» THE DATA
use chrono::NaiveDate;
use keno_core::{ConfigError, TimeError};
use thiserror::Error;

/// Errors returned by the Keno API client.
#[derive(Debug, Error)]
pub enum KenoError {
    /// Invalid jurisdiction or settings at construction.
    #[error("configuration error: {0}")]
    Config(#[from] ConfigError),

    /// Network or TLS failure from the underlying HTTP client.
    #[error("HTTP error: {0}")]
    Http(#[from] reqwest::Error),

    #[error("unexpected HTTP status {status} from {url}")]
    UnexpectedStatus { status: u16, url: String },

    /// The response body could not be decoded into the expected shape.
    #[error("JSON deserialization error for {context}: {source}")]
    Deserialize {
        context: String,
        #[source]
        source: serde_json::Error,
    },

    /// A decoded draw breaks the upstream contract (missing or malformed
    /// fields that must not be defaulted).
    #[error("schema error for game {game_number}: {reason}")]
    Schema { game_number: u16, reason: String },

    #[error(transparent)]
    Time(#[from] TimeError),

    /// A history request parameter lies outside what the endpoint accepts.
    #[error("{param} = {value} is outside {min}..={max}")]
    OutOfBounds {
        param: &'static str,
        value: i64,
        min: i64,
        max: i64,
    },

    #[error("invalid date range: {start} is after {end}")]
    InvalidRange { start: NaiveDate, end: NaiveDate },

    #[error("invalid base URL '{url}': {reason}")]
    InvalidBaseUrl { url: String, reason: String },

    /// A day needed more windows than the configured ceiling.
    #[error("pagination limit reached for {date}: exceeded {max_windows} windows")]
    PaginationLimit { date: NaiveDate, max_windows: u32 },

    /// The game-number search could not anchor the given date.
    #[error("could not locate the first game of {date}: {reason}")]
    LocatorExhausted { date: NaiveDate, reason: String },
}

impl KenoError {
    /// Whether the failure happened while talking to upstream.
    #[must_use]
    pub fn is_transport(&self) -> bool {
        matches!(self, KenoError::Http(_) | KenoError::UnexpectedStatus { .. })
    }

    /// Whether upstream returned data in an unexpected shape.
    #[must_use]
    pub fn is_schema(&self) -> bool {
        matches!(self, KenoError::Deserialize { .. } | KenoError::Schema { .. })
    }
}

» THE PROBLEM
Which lines of the records contain "self"? Show each of them.

» EXERCISE RESULT
    pub fn is_transport(&self) -> bool {
        matches!(self, KenoError::Http(_) | KenoError::UnexpectedStatus { .. })
    pub fn is_schema(&self) -> bool {
        matches!(self, KenoError::Deserialize { .. } | KenoError::Schema { .. })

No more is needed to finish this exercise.